Interestingly, in the 17 ears with perforation closure, a well-dilated ET and good aeration of the mastoid were achieved postoperatively. By contrast, in the 4 ears with persistent perforation, ET orifice stenosis and poor aeration of the mastoid could not be successfully treated. ET ventilation may therefore not suffice to completely improve aeration of the mastoid in patients with stenosis of the ET orifice; in such cases, perforation of the eardrum may be necessary. This may also explain the higher proportion of persistent perforations following early intentional TT removal in children. ²⁹ In addition, in one of our patients with premature extrusion, a cholesterol granuloma was subsequently identified on pathological examination. This patient had grade 1 thickening without stenosis and synechia of the ET orifice; the postoperative CT showed no change and a soft-tissue shadow of the tympanic cavity and mastoid. Thus, in patients with multiple premature extrusions, magnetic resonance imaging should be performed to exclude cholesterol granuloma.

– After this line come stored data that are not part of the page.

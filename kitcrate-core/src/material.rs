//! Surface materials and per-mesh material slot assignment

use std::sync::Arc;

use crate::{PanelTexture, Rgb};

/// Number of faces on a box mesh, one material slot each
pub const BOX_FACE_SLOTS: usize = 6;

/// A lit surface with an optional color map
#[derive(Debug, Clone)]
pub struct Material {
    /// Multiplied with the texture; white shows the texture unmodified
    pub color: Rgb,
    pub texture: Option<Arc<PanelTexture>>,
    pub roughness: f32,
    pub metalness: f32,
}

impl Material {
    /// Untextured material
    pub fn standard(color: Rgb, roughness: f32, metalness: f32) -> Self {
        Self {
            color,
            texture: None,
            roughness,
            metalness,
        }
    }

    /// White material showing `texture`
    pub fn textured(texture: Arc<PanelTexture>, roughness: f32, metalness: f32) -> Self {
        Self {
            color: Rgb::WHITE,
            texture: Some(texture),
            roughness,
            metalness,
        }
    }
}

/// Material assignment for one mesh
#[derive(Debug, Clone)]
pub enum MaterialSlots {
    /// One material for every face group
    Single(Material),
    /// One material per box face, indexed like the box's face groups
    BoxFaces([Material; BOX_FACE_SLOTS]),
}

impl MaterialSlots {
    /// Material drawn for face group `material_index`
    ///
    /// A single material serves every slot; box slots beyond the sixth fall
    /// back to the last face.
    pub fn slot(&self, material_index: usize) -> &Material {
        match self {
            MaterialSlots::Single(material) => material,
            MaterialSlots::BoxFaces(faces) => &faces[material_index.min(BOX_FACE_SLOTS - 1)],
        }
    }

    pub fn len(&self) -> usize {
        match self {
            MaterialSlots::Single(_) => 1,
            MaterialSlots::BoxFaces(_) => BOX_FACE_SLOTS,
        }
    }

    pub fn is_empty(&self) -> bool {
        false
    }

    pub fn iter(&self) -> impl Iterator<Item = &Material> {
        let slice: &[Material] = match self {
            MaterialSlots::Single(material) => std::slice::from_ref(material),
            MaterialSlots::BoxFaces(faces) => faces,
        };
        slice.iter()
    }
}

#[cfg(test)]
mod tests {
    use super::*;

    #[test]
    fn test_single_serves_every_slot() {
        let slots = MaterialSlots::Single(Material::standard(Rgb::from_u32(0xff0000), 0.7, 0.1));
        assert_eq!(slots.slot(0).color, slots.slot(5).color);
        assert_eq!(slots.len(), 1);
    }

    #[test]
    fn test_box_faces_indexed() {
        let faces = std::array::from_fn(|i| Material::standard(Rgb::new(i as u8, 0, 0), 0.5, 0.0));
        let slots = MaterialSlots::BoxFaces(faces);
        assert_eq!(slots.slot(4).color.r, 4);
        assert_eq!(slots.slot(9).color.r, 5);
        assert_eq!(slots.iter().count(), 6);
    }
}
//! File-based logging setup, reference https://docs.rs/log4rs
//!
//! The terminal is owned by the renderer while a game is running, so log
//! output goes to a file instead of stdout.

use anyhow::Result;
use log::LevelFilter;
use log4rs::{
    append::file::FileAppender,
    config::{Appender, Config, Root},
    encode::pattern::PatternEncoder,
    filter::threshold::ThresholdFilter,
};

/// Initialize the global logger, appending to `file_path`.
pub fn init_log(level: LevelFilter, file_path: &str) -> Result<()> {
    let logfile = FileAppender::builder()
        .encoder(Box::new(PatternEncoder::new(
            "{d(%Y-%m-%d %H:%M:%S)} {l} {t} {m}{n}",
        )))
        .build(file_path)?;
    let config = Config::builder()
        .appender(
            Appender::builder()
                .filter(Box::new(ThresholdFilter::new(level)))
                .build("logfile", Box::new(logfile)),
        )
        .build(Root::builder().appender("logfile").build(level))?;
    log4rs::init_config(config)?;
    Ok(())
}
//! Flushes a framebuffer to the terminal.
//!
//! Draws the full frame every time. The frame is small, so there is no
//! glyph diffing between frames.

use std::io::{self, Stdout, Write};

use anyhow::Result;
use crossterm::{
    cursor, queue,
    style::{
        Attribute, Color, Print, ResetColor, SetAttribute, SetBackgroundColor, SetForegroundColor,
    },
    terminal,
};

use crate::term::fb::{Attr, FrameBuffer, Rgb, Style};

/// Owns stdout for the lifetime of the game and restores the terminal
/// state on the way out.
pub struct Screen {
    out: Stdout,
}

impl Screen {
    pub fn new() -> Self {
        Self { out: io::stdout() }
    }

    /// Raw mode on the alternate screen with the cursor hidden and line
    /// wrapping off.
    pub fn enter(&mut self) -> Result<()> {
        terminal::enable_raw_mode()?;
        queue!(
            self.out,
            terminal::EnterAlternateScreen,
            cursor::Hide,
            terminal::DisableLineWrap
        )?;
        self.out.flush()?;
        Ok(())
    }

    /// Undo everything `enter` did, in reverse order.
    pub fn exit(&mut self) -> Result<()> {
        queue!(
            self.out,
            ResetColor,
            SetAttribute(Attribute::Reset),
            terminal::EnableLineWrap,
            cursor::Show,
            terminal::LeaveAlternateScreen
        )?;
        self.out.flush()?;
        terminal::disable_raw_mode()?;
        Ok(())
    }

    /// Draw a full frame. Style escapes are only emitted when the style
    /// changes between neighboring glyphs.
    pub fn draw(&mut self, fb: &FrameBuffer) -> Result<()> {
        queue!(self.out, cursor::MoveTo(0, 0))?;

        let mut active: Option<Style> = None;
        for (i, row) in fb.rows().enumerate() {
            if i > 0 {
                queue!(self.out, Print("\r\n"))?;
            }
            for glyph in row {
                if active != Some(glyph.style) {
                    self.apply_style(glyph.style)?;
                    active = Some(glyph.style);
                }
                queue!(self.out, Print(glyph.ch))?;
            }
        }

        queue!(self.out, ResetColor, SetAttribute(Attribute::Reset))?;
        self.out.flush()?;
        Ok(())
    }

    // Reset must come first: it clears colors along with attributes.
    fn apply_style(&mut self, style: Style) -> Result<()> {
        queue!(
            self.out,
            SetAttribute(Attribute::Reset),
            SetForegroundColor(to_color(style.fg)),
            SetBackgroundColor(to_color(style.bg))
        )?;
        match style.attr {
            Attr::Plain => {}
            Attr::Bold => queue!(self.out, SetAttribute(Attribute::Bold))?,
            Attr::Dim => queue!(self.out, SetAttribute(Attribute::Dim))?,
        }
        Ok(())
    }
}

fn to_color(Rgb(r, g, b): Rgb) -> Color {
    Color::Rgb { r, g, b }
}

As in a previous study, ¹⁸ none of our patients reported RFA-related serious adverse events or a patulous ET. However, scar synechia of anterior-posterior wall was seen in the ET orifice of 1 patient and ET stenosis in the orifices of 4 patients. All tuboplasties were completed within 20 minutes after general anesthesia, and no patient reported postoperative pain. Previous studies have suggested that compared to laser and microdebrider eustachian tuboplasty, RF eustachian tuboplasty causes minimal postoperative pain and allows faster mucosal recovery.^21-23 However, the limitations of this study were its small sample size, the absence of a control group, and the lack of an objective assessment of ET function.

Conclusion

RFA eustachian tuboplasty combined with TT insertion is a simple and minimally invasive technique for the treatment of intractable COME in patients with a thickened mucosa of the nasopharyngeal ET orifice. This approach may prevent premature extrusion of the TT.